Jim Tressel (The Buckeye Times/D.Dunkle)
COLUMBUS — Ohio State released a copy of its "notice of allegations" (issued by the NCAA) to the public on Monday, adding more fuel to the firestorm which has surrounded the Buckeyes football program in recent months.

The fourth page of the "notice" accuses Ohio State head coach Jim Tressel of dishonesty, stating that he "failed to deport himself in accordance with the honesty and integrity normally associated with the conduct and administration of intercollegiate athletics as required by NCAA legislation and violated ethical-conduct legislation when he failed to report information concerning violations of NCAA legislation and permitted football student-athletes to participate in intercollegiate athletics competition while ineligible."

Ohio State already issued a self-imposed five-game suspension of Tressel, as well as a $250,000 fine, for withholding information about player violations when he became aware of them more than a year ago.

However, the notice went onto to say that Tressel lied when filing a report to the NCAA in September, stating that he "falsely attested that he reported to the institution any knowledge of NCAA violations when he signed the institution's certification of compliance form, which is required under Bylaw"

The NCAA could impose further penalties on Ohio State's football program, possibly vacating their 2010 regular season, issuing post-season bans, and handing out more suspensions and fines to Tressel.

The notice also stated that the players who are responsible for the entire episode — Terrelle Pryor, Dan Herron, DeVier Posey, Mike Adams and Solomon Thomas — will not be issued any further punishment for accepting improper benefits.
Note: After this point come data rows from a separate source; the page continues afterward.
//! pip 镜像源切换：读写 pip 配置文件中的 `[global] index-url` / `trusted-host`

pub mod ini;
pub mod registry;

pub use registry::{MirrorProfile, BUILTIN_PROFILES, CUSTOM_ID, DEFAULT_ID};

use crate::error::{PipError, Result};
use ini::IniDocument;
use std::fs;
use std::io::Write;
use std::path::{Path, PathBuf};

const SECTION: &str = "global";
const INDEX_URL: &str = "index-url";
const TRUSTED_HOST: &str = "trusted-host";

/// 写入配置文件的方式。默认实现先写临时文件再原子替换。
pub trait ConfigWriter: Send + Sync {
    fn write(&self, path: &Path, contents: &str) -> std::io::Result<()>;
}

#[derive(Debug, Default, Clone, Copy)]
pub struct AtomicWriter;

impl ConfigWriter for AtomicWriter {
    fn write(&self, path: &Path, contents: &str) -> std::io::Result<()> {
        let dir = path.parent().unwrap_or_else(|| Path::new("."));
        let mut tmp = tempfile::NamedTempFile::new_in(dir)?;
        tmp.write_all(contents.as_bytes())?;
        tmp.as_file().sync_all()?;
        tmp.persist(path).map_err(|e| e.error)?;
        Ok(())
    }
}

/// pip 用户配置文件的默认位置：Windows 为 `%APPDATA%\pip\pip.ini`，其余平台为 `~/.pip/pip.conf`
pub fn default_config_path() -> PathBuf {
    if cfg!(windows) {
        dirs::config_dir()
            .unwrap_or_else(|| PathBuf::from("."))
            .join("pip")
            .join("pip.ini")
    } else {
        dirs::home_dir()
            .unwrap_or_else(|| PathBuf::from("."))
            .join(".pip")
            .join("pip.conf")
    }
}

pub struct MirrorManager {
    config_path: PathBuf,
    writer: Box<dyn ConfigWriter>,
}

impl MirrorManager {
    pub fn new(config_path: PathBuf) -> Self {
        Self::with_writer(config_path, Box::new(AtomicWriter))
    }

    pub fn with_writer(config_path: PathBuf, writer: Box<dyn ConfigWriter>) -> Self {
        Self {
            config_path,
            writer,
        }
    }

    pub fn config_path(&self) -> &Path {
        &self.config_path
    }

    pub fn backup_path(&self) -> PathBuf {
        let mut name = self.config_path.clone().into_os_string();
        name.push(".bak");
        PathBuf::from(name)
    }

    /// 当前配置的 index-url；文件不存在、无法读取或解析失败时为 None
    pub fn current_url(&self) -> Option<String> {
        if !self.config_path.exists() {
            return None;
        }
        let text = match fs::read_to_string(&self.config_path) {
            Ok(text) => text,
            Err(e) => {
                log::warn!("读取 {} 失败: {}", self.config_path.display(), e);
                return None;
            }
        };
        match IniDocument::parse(&text) {
            Ok(doc) => doc.get(SECTION, INDEX_URL).map(str::to_string),
            Err(e) => {
                log::warn!("解析 {} 失败，按默认源处理: {}", self.config_path.display(), e);
                None
            }
        }
    }

    /// 当前使用的镜像源 id：按 URL 匹配内置源，未匹配为 "custom"，未配置为 "default"
    pub fn current_profile(&self) -> String {
        match self.current_url() {
            None => DEFAULT_ID.to_string(),
            Some(url) => registry::find_by_url(&url)
                .map(|p| p.id.to_string())
                .unwrap_or_else(|| CUSTOM_ID.to_string()),
        }
    }

    /// 备份现有配置文件（覆盖旧的 .bak），文件不存在时返回 None
    pub fn backup(&self) -> Result<Option<PathBuf>> {
        if !self.config_path.exists() {
            return Ok(None);
        }
        let backup = self.backup_path();
        fs::copy(&self.config_path, &backup).map_err(|e| PipError::config(&backup, e))?;
        log::info!("已备份 {} -> {}", self.config_path.display(), backup.display());
        Ok(Some(backup))
    }

    fn resolve_profile(id: &str, custom_url: Option<&str>) -> Result<MirrorProfile> {
        if id == CUSTOM_ID {
            let url = custom_url.map(str::trim).unwrap_or_default();
            if url.is_empty() {
                return Err(PipError::Validation("必须提供自定义源URL".to_string()));
            }
            return Ok(MirrorProfile::custom(url));
        }
        registry::find_by_id(id)
            .cloned()
            .ok_or_else(|| PipError::Validation(format!("无效的镜像源: {}", id)))
    }

    /// 切换到指定镜像源，返回备份文件路径（如有）
    pub fn apply_profile(&self, id: &str, custom_url: Option<&str>) -> Result<Option<PathBuf>> {
        let profile = Self::resolve_profile(id, custom_url)?;

        let mut doc = if self.config_path.exists() {
            let text = fs::read_to_string(&self.config_path)
                .map_err(|e| PipError::config(&self.config_path, e))?;
            IniDocument::parse(&text)?
        } else {
            IniDocument::default()
        };

        // 备份成功之后才允许改动原文件
        let backup = self.backup()?;

        if let Some(dir) = self.config_path.parent() {
            fs::create_dir_all(dir).map_err(|e| PipError::config(dir, e))?;
        }

        doc.set(SECTION, INDEX_URL, &profile.index_url);
        match &profile.trusted_host {
            Some(host) => doc.set(SECTION, TRUSTED_HOST, host),
            None => {
                doc.remove(SECTION, TRUSTED_HOST);
            }
        }

        self.writer
            .write(&self.config_path, &doc.serialize())
            .map_err(|e| PipError::config(&self.config_path, e))?;
        log::info!("已切换镜像源: {} ({})", profile.id, profile.index_url);
        Ok(backup)
    }

    /// 恢复默认：备份后删除配置文件。文件不存在时什么也不做。
    pub fn restore_default(&self) -> Result<Option<PathBuf>> {
        if !self.config_path.exists() {
            return Ok(None);
        }
        let backup = self.backup()?;
        fs::remove_file(&self.config_path).map_err(|e| PipError::config(&self.config_path, e))?;
        log::info!("已删除 {}，恢复默认源", self.config_path.display());
        Ok(backup)
    }
}

#[cfg(test)]
mod tests {
    use super::*;

    struct FailingWriter;

    impl ConfigWriter for FailingWriter {
        fn write(&self, _path: &Path, _contents: &str) -> std::io::Result<()> {
            Err(std::io::Error::new(std::io::ErrorKind::Other, "disk full"))
        }
    }

    fn manager(dir: &Path) -> MirrorManager {
        MirrorManager::new(dir.join("pip").join("pip.conf"))
    }

    #[test]
    fn missing_file_reports_default() {
        let dir = tempfile::tempdir().unwrap();
        assert_eq!(manager(dir.path()).current_profile(), "default");
    }

    #[test]
    fn apply_then_restore_leaves_no_file() {
        let dir = tempfile::tempdir().unwrap();
        let m = manager(dir.path());

        assert_eq!(m.apply_profile("tsinghua", None).unwrap(), None);
        assert_eq!(m.current_profile(), "tsinghua");
        let text = fs::read_to_string(m.config_path()).unwrap();
        assert!(text.contains("index-url = https://pypi.tuna.tsinghua.edu.cn/simple"));
        assert!(text.contains("trusted-host = pypi.tuna.tsinghua.edu.cn"));

        let backup = m.restore_default().unwrap();
        assert_eq!(backup, Some(m.backup_path()));
        assert!(!m.config_path().exists());
        assert_eq!(m.current_profile(), "default");
        assert_eq!(m.restore_default().unwrap(), None);
    }

    #[test]
    fn custom_url_is_matched_by_url_not_by_id() {
        let dir = tempfile::tempdir().unwrap();
        let m = manager(dir.path());

        m.apply_profile("custom", Some("https://pypi.example.org/simple")).unwrap();
        assert_eq!(m.current_profile(), "custom");
        let text = fs::read_to_string(m.config_path()).unwrap();
        assert!(!text.contains("trusted-host"));

        m.apply_profile("custom", Some("https://mirrors.aliyun.com/pypi/simple/"))
            .unwrap();
        assert_eq!(m.current_profile(), "aliyun");
    }

    #[test]
    fn custom_without_url_is_rejected() {
        let dir = tempfile::tempdir().unwrap();
        let m = manager(dir.path());
        assert!(matches!(m.apply_profile("custom", None), Err(PipError::Validation(_))));
        assert!(matches!(m.apply_profile("custom", Some("  ")), Err(PipError::Validation(_))));
        assert!(matches!(m.apply_profile("nope", None), Err(PipError::Validation(_))));
        assert!(!m.config_path().exists());
    }

    #[test]
    fn apply_merges_into_existing_settings() {
        let dir = tempfile::tempdir().unwrap();
        let m = manager(dir.path());
        fs::create_dir_all(m.config_path().parent().unwrap()).unwrap();
        let original = "[global]\ntimeout = 60\ntrusted-host = old.example.com\n\n[install]\nuser = true\n";
        fs::write(m.config_path(), original).unwrap();
        assert_eq!(m.current_profile(), "default");

        let backup = m.apply_profile("custom", Some("http://10.0.0.2/simple")).unwrap();
        assert_eq!(fs::read_to_string(backup.unwrap()).unwrap(), original);
        assert_eq!(
            fs::read_to_string(m.config_path()).unwrap(),
            "[global]\ntimeout = 60\nindex-url = http://10.0.0.2/simple\n\n[install]\nuser = true\n"
        );
    }

    #[test]
    fn unparseable_file_reads_as_default_but_is_not_overwritten() {
        let dir = tempfile::tempdir().unwrap();
        let m = manager(dir.path());
        fs::create_dir_all(m.config_path().parent().unwrap()).unwrap();
        fs::write(m.config_path(), "index-url = https://pypi.org/simple\n").unwrap();

        assert_eq!(m.current_profile(), "default");
        assert!(matches!(m.apply_profile("aliyun", None), Err(PipError::Parse { .. })));
        assert_eq!(
            fs::read_to_string(m.config_path()).unwrap(),
            "index-url = https://pypi.org/simple\n"
        );
    }

    #[test]
    fn write_failure_after_backup_keeps_original() {
        let dir = tempfile::tempdir().unwrap();
        let path = dir.path().join("pip.conf");
        let original = "[global]\nindex-url = https://pypi.douban.com/simple/\n";
        fs::write(&path, original).unwrap();

        let m = MirrorManager::with_writer(path.clone(), Box::new(FailingWriter));
        let err = m.apply_profile("ustc", None).unwrap_err();
        assert!(matches!(err, PipError::Config { .. }));
        assert_eq!(fs::read_to_string(&path).unwrap(), original);
        assert_eq!(fs::read_to_string(m.backup_path()).unwrap(), original);
        assert_eq!(m.current_profile(), "douban");
    }

    #[test]
    fn backup_failure_aborts_before_any_change() {
        let dir = tempfile::tempdir().unwrap();
        let m = manager(dir.path());
        fs::create_dir_all(m.config_path().parent().unwrap()).unwrap();
        let original = "[global]\nindex-url = https://pypi.org/simple\n";
        fs::write(m.config_path(), original).unwrap();
        // .bak 位置被目录占用，复制必然失败
        fs::create_dir_all(m.backup_path()).unwrap();

        assert!(matches!(m.apply_profile("tencent", None), Err(PipError::Config { .. })));
        assert!(matches!(m.restore_default(), Err(PipError::Config { .. })));
        assert_eq!(fs::read_to_string(m.config_path()).unwrap(), original);
    }

    #[test]
    fn commented_section_header_is_understood() {
        let dir = tempfile::tempdir().unwrap();
        let m = manager(dir.path());
        fs::create_dir_all(m.config_path().parent().unwrap()).unwrap();
        fs::write(
            m.config_path(),
            "[global] # pip\nindex-url = https://pypi.tuna.tsinghua.edu.cn/simple\n",
        )
        .unwrap();

        assert_eq!(m.current_profile(), "tsinghua");
        m.apply_profile("aliyun", None).unwrap();
        assert_eq!(m.current_profile(), "aliyun");
    }

    #[test]
    fn backup_path_appends_suffix() {
        let m = MirrorManager::new(PathBuf::from("/tmp/x/pip.conf"));
        assert_eq!(m.backup_path(), PathBuf::from("/tmp/x/pip.conf.bak"));
    }
}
The players are suspended for the first five games of the 2011 regular season.

The NCAA did not cite the university for "failure to monitor" or "failure of institutional control," which can certainly be view as a positive for Ohio State. If the NCAA would've held the university responsible, the penalties could've been catastrophic.

It was made quite clear throughout the 13-page notice that Tressel is the one the NCAA is targeting. Ohio State representatives — Tressel, President E. Gordon Gee and AD Gene Smith —will meet with the NCAA on Aug. 12 in Indianapolis to answer questions and state its case on the matter, before any further judgement is made.

The university is not issuing any comment on the matter, or Tressel's future, until the investigation is complete.

In March, Smith said no matter what happens with the NCAA, Tressel will not be fired by the university.

"Anywhere we end up, Jim Tressel is our football coach," Smith said. "Jim Tressel is a coach of young men and we are behind him 100-percent."